Who are you and what have you done with the Omnivore?
The Omnivore and I went on vacation a few weeks ago. As part of our loop up north and back down south again, we visited the ‘Vore’s sister and her husband.
The dogs alternated wearing a camera-collar so that they could document their trip for their scrapbook. Here is a picture that Flo took of brother-and-sister-in-law:
They welcomed our entire family into their home:
And fed us like kings. One of the most memorable meals was the Baked Eggplant Parmesean. We all ate multiple servings (but honestly, I think I ate most of the pan) and the Omnivore and I discussed the dish at length after our trip.

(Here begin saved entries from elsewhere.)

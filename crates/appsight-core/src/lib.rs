//! Core domain model for AppSight: sources, credentials, normalized daily
//! records and the collection audit trail.

use chrono::{DateTime, Datelike, Duration, NaiveDate, TimeZone, Utc};
use serde::{Deserialize, Serialize};
use uuid::Uuid;

pub const CRATE_NAME: &str = "appsight-core";

/// Closed set of external data sources the pipeline collects from.
#[derive(Debug, Clone, Copy, PartialEq, Eq, Hash, Serialize, Deserialize)]
#[serde(rename_all = "lowercase")]
pub enum SourceKind {
    AdMob,
    AppStore,
    GooglePlay,
    Stripe,
}

impl SourceKind {
    pub const ALL: [SourceKind; 4] = [
        SourceKind::AdMob,
        SourceKind::AppStore,
        SourceKind::GooglePlay,
        SourceKind::Stripe,
    ];

    pub fn as_str(&self) -> &'static str {
        match self {
            SourceKind::AdMob => "admob",
            SourceKind::AppStore => "appstore",
            SourceKind::GooglePlay => "googleplay",
            SourceKind::Stripe => "stripe",
        }
    }

    pub fn parse(input: &str) -> Option<SourceKind> {
        match input {
            "admob" => Some(SourceKind::AdMob),
            "appstore" => Some(SourceKind::AppStore),
            "googleplay" => Some(SourceKind::GooglePlay),
            "stripe" => Some(SourceKind::Stripe),
            _ => None,
        }
    }
}

impl std::fmt::Display for SourceKind {
    fn fmt(&self, f: &mut std::fmt::Formatter<'_>) -> std::fmt::Result {
        f.write_str(self.as_str())
    }
}

#[derive(Debug, Clone, PartialEq, Eq, Serialize, Deserialize)]
pub struct AdMobCredentials {
    pub client_id: String,
    pub client_secret: String,
    pub refresh_token: String,
    pub publisher_id: String,
}

#[derive(Debug, Clone, PartialEq, Eq, Serialize, Deserialize)]
pub struct AppStoreCredentials {
    pub issuer_id: String,
    pub key_id: String,
    /// ES256 private key in PEM form.
    pub private_key: String,
}

#[derive(Debug, Clone, PartialEq, Eq, Serialize, Deserialize)]
pub struct GooglePlayCredentials {
    pub service_account_json: String,
}

#[derive(Debug, Clone, PartialEq, Eq, Serialize, Deserialize)]
pub struct StripeCredentials {
    pub secret_key: String,
}

/// Per-source credential material, validated at the settings-save boundary.
/// Adapters still run a cheap config guard so an incomplete variant turns
/// into a single `skipped` audit entry instead of a failed run.
#[derive(Debug, Clone, PartialEq, Eq, Serialize, Deserialize)]
#[serde(tag = "source", rename_all = "lowercase")]
pub enum SourceCredentials {
    AdMob(AdMobCredentials),
    AppStore(AppStoreCredentials),
    GooglePlay(GooglePlayCredentials),
    Stripe(StripeCredentials),
}

impl SourceCredentials {
    pub fn kind(&self) -> SourceKind {
        match self {
            SourceCredentials::AdMob(_) => SourceKind::AdMob,
            SourceCredentials::AppStore(_) => SourceKind::AppStore,
            SourceCredentials::GooglePlay(_) => SourceKind::GooglePlay,
            SourceCredentials::Stripe(_) => SourceKind::Stripe,
        }
    }

    /// All required fields present and non-empty.
    pub fn is_complete(&self) -> bool {
        match self {
            SourceCredentials::AdMob(c) => !c.client_id.is_empty() && !c.publisher_id.is_empty(),
            SourceCredentials::AppStore(c) => {
                !c.issuer_id.is_empty() && !c.key_id.is_empty() && !c.private_key.is_empty()
            }
            SourceCredentials::GooglePlay(c) => !c.service_account_json.is_empty(),
            SourceCredentials::Stripe(c) => !c.secret_key.is_empty(),
        }
    }
}

/// One credential record per (user, source). Read-only to the pipeline
/// except for the connectivity-test fields maintained outside the core.
#[derive(Debug, Clone, PartialEq, Serialize, Deserialize)]
pub struct CredentialRecord {
    pub user_id: Uuid,
    pub credentials: SourceCredentials,
    pub is_configured: bool,
    pub last_tested_at: Option<DateTime<Utc>>,
    pub test_status: Option<String>,
}

/// Ad-network daily row, keyed (user, date, app id, country).
#[derive(Debug, Clone, PartialEq, Serialize, Deserialize)]
pub struct AdRevenueRecord {
    pub user_id: Uuid,
    pub date: NaiveDate,
    pub app_id: String,
    pub country: String,
    pub app_name: String,
    pub estimated_revenue: f64,
    pub impressions: i64,
    pub clicks: i64,
    pub ecpm: f64,
    pub currency: String,
    pub app_ref_id: Option<Uuid>,
}

/// App Store Connect daily row, keyed (user, date, app id).
#[derive(Debug, Clone, PartialEq, Serialize, Deserialize)]
pub struct AppStoreRecord {
    pub user_id: Uuid,
    pub date: NaiveDate,
    pub app_id: String,
    pub app_name: String,
    pub latest_version: Option<String>,
    pub latest_build: Option<String>,
    pub build_status: Option<String>,
    pub downloads: i64,
    pub updates: i64,
    pub proceeds: f64,
    pub average_rating: Option<f64>,
    pub total_ratings: i64,
    pub app_ref_id: Option<Uuid>,
}

/// Google Play daily row, keyed (user, date, package name).
#[derive(Debug, Clone, PartialEq, Serialize, Deserialize)]
pub struct GooglePlayRecord {
    pub user_id: Uuid,
    pub date: NaiveDate,
    pub package_name: String,
    pub app_name: String,
    pub latest_version_code: Option<i64>,
    pub latest_version_name: Option<String>,
    pub track: String,
    pub release_status: Option<String>,
    pub average_rating: Option<f64>,
    pub total_ratings: i64,
    pub app_ref_id: Option<Uuid>,
}

/// Stripe account-level daily row, keyed (user, date).
#[derive(Debug, Clone, PartialEq, Serialize, Deserialize)]
pub struct StripeRecord {
    pub user_id: Uuid,
    pub date: NaiveDate,
    pub active_subscriptions: i64,
    pub new_subscriptions: i64,
    pub canceled_subscriptions: i64,
    pub mrr: f64,
    pub arr: f64,
    pub total_revenue: f64,
    pub successful_payments: i64,
    pub failed_payments: i64,
    pub refunds: f64,
    pub churn_rate: f64,
    pub currency: String,
}

/// User-owned logical app with optional per-platform identifiers. The
/// pipeline only reads these, to soft-link normalized rows to an app.
#[derive(Debug, Clone, PartialEq, Serialize, Deserialize)]
pub struct AppEntity {
    pub id: Uuid,
    pub user_id: Uuid,
    pub name: String,
    pub ios_app_id: Option<String>,
    pub ios_bundle_id: Option<String>,
    pub android_package_name: Option<String>,
    pub admob_app_id: Option<String>,
    pub stripe_product_id: Option<String>,
    pub is_active: bool,
}

#[derive(Debug, Clone, Copy, PartialEq, Eq, Serialize, Deserialize)]
#[serde(rename_all = "lowercase")]
pub enum CollectionStatus {
    Success,
    Error,
    Skipped,
}

impl CollectionStatus {
    pub fn as_str(&self) -> &'static str {
        match self {
            CollectionStatus::Success => "success",
            CollectionStatus::Error => "error",
            CollectionStatus::Skipped => "skipped",
        }
    }
}

/// Append-only audit record, one per adapter invocation.
#[derive(Debug, Clone, PartialEq, Serialize, Deserialize)]
pub struct CollectionLogEntry {
    pub id: Uuid,
    /// None for system-level runs.
    pub user_id: Option<Uuid>,
    pub source: SourceKind,
    pub status: CollectionStatus,
    pub message: String,
    pub records_collected: i64,
    pub duration_ms: i64,
    pub created_at: DateTime<Utc>,
}

impl CollectionLogEntry {
    pub fn new(
        user_id: Option<Uuid>,
        source: SourceKind,
        status: CollectionStatus,
        message: impl Into<String>,
    ) -> Self {
        Self {
            id: Uuid::new_v4(),
            user_id,
            source,
            status,
            message: message.into(),
            records_collected: 0,
            duration_ms: 0,
            created_at: Utc::now(),
        }
    }

    pub fn with_records(mut self, records: i64) -> Self {
        self.records_collected = records;
        self
    }

    pub fn with_duration_ms(mut self, duration_ms: i64) -> Self {
        self.duration_ms = duration_ms;
        self
    }
}

#[derive(Debug, Clone, Copy, PartialEq, Eq, Serialize, Deserialize)]
#[serde(rename_all = "lowercase")]
pub enum Plan {
    Free,
    Pro,
}

/// Subscription signal consumed by the scheduling policy.
#[derive(Debug, Clone, PartialEq, Serialize, Deserialize)]
pub struct UserAccount {
    pub id: Uuid,
    pub email: String,
    pub is_verified: bool,
    pub plan: Plan,
    pub last_collection_at: Option<DateTime<Utc>>,
}

#[derive(Debug, Clone, Copy, PartialEq, Eq, Serialize, Deserialize)]
#[serde(rename_all = "lowercase")]
pub enum OutcomeStatus {
    Fulfilled,
    Rejected,
}

/// Per-source row in the orchestrator's returned summary.
#[derive(Debug, Clone, PartialEq, Serialize, Deserialize)]
pub struct SourceOutcome {
    pub source: SourceKind,
    pub status: OutcomeStatus,
    #[serde(skip_serializing_if = "Option::is_none")]
    pub error: Option<String>,
}

impl SourceOutcome {
    pub fn fulfilled(source: SourceKind) -> Self {
        Self {
            source,
            status: OutcomeStatus::Fulfilled,
            error: None,
        }
    }

    pub fn rejected(source: SourceKind, error: impl Into<String>) -> Self {
        Self {
            source,
            status: OutcomeStatus::Rejected,
            error: Some(error.into()),
        }
    }
}

/// The collection window is always the prior full UTC day; provider data
/// for the current day is typically incomplete.
pub fn yesterday_utc() -> NaiveDate {
    Utc::now().date_naive() - Duration::days(1)
}

/// Inclusive unix-second bounds for one UTC calendar day
/// (00:00:00 through 23:59:59).
pub fn day_bounds_utc(date: NaiveDate) -> (i64, i64) {
    let start = Utc
        .with_ymd_and_hms(date.year(), date.month(), date.day(), 0, 0, 0)
        .single()
        .expect("valid UTC midnight");
    (start.timestamp(), start.timestamp() + 86_399)
}

/// Round a currency figure to 2 decimal places at the point of storage.
pub fn round_cents(value: f64) -> f64 {
    (value * 100.0).round() / 100.0
}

Why? Well, as far as I ever knew, the Omnivore hates eggplant. He grows it for me in his garden, but does not indulge in his crop. I eat it alone. So, naturally, when sister-in-law mentioned that she had prepped Eggplant Parm for dinner, my face went white (I hope she didn’t notice).
I turned to the Omnivore, and we exchanged a few blinks, nods, and winks. In the end, we decided he would be a trooper and eat the loathed vegetable. But, as it turned out, he LOVED eggplant. He ate 2 or 3 massive servings. He even asked sister-in-law for the recipe so that I could recreate it at home. Finally! And, by the way, who are you and what have you done with the Omnivore?
So, naturally, I bought an old eggplant shortly after arriving back to the south. And although I did not make Eggplant Parm, per se, I used the same ingredients. May I present to you Inside-out-Eggplant-Parmigiania.
This dish consists of an eggplant half, hollowed out, and stuffed with whole wheat pasta, ricotta cheese, and tomato sauce, topped with breadcrumbs and fresh basil. It is spectacular. A very welcome change from eggplant parmigiana.
But would the Omnivore eat it? I feared not.
He’s kind of like that child of yours that you take out in public…he says “please,” “thank you,” and “nice to meet you,” to strangers, but the minute you step foot inside your own four walls, your child turns into the rude, ungrateful, but very cute, child you know and love.
So, to remedy this situation, I made the following adjustments for the Omnivore:
- White flour pasta
- Extra cheese
- Extra bread crumbs
- ground beef
- Served it with garlic bread
Surely the addition of cheese and bacon would make this recipe a winner, right?
Wrong. Here lies a hollowed out eggplant shell. Apparently, he doesn’t like eggplant when he’s below the Mason-Dixon line. Who would’ve known?
Inside out Eggplant Parm (for 2)
1 medium eggplant, halved and hollowed out somewhat like a mango but leaving 1/4″ of flesh throughout
1 cup cooked pasta
3/4 cup pasta sauce, divided (recipe below or use your own)
1/4 cup ricotta cheese
dots of butter, optional
Quick Stovetop Pasta Sauce (Cooking Light)
1 tsp olive oil
1 onion, chopped
3 garlic cloves, minced
2 T balsamic vinegar or 1/4 cup red wine
1 large (28 oz) can crushed tomatoes
1 T basil
1 T sugar
2 t oregano
2 T tomato paste
Saute garlic and onion in olive oil. Add sugar, oregano, and vinegar OR wine. Cook for 1 minute. Add can crushed tomatoes and basil. Bring to a boil and then let simmer 10 minutes.
Preheat oven to 425* Place hollowed eggplants, brushed in olive oil, cut side down on a greased baking sheet. Roast 25-30 minutes or until soft. Meanwhile, boil pasta. When al dente, stir in ricotta cheese and 1/2 cup sauce.
When eggplants are finished roasting, remove from oven, stuff each half with 1/2 of the pasta/ricotta/sauce mixture.
Top with remaining 1/4 cup sauce. Lower oven to 350* Top with cheese, breadcrumbs (and dots of butter), bacon (if desired) and return to oven for 10 minutes, until breadcrumbs are toasted and cheese is melted. Top with fresh basil.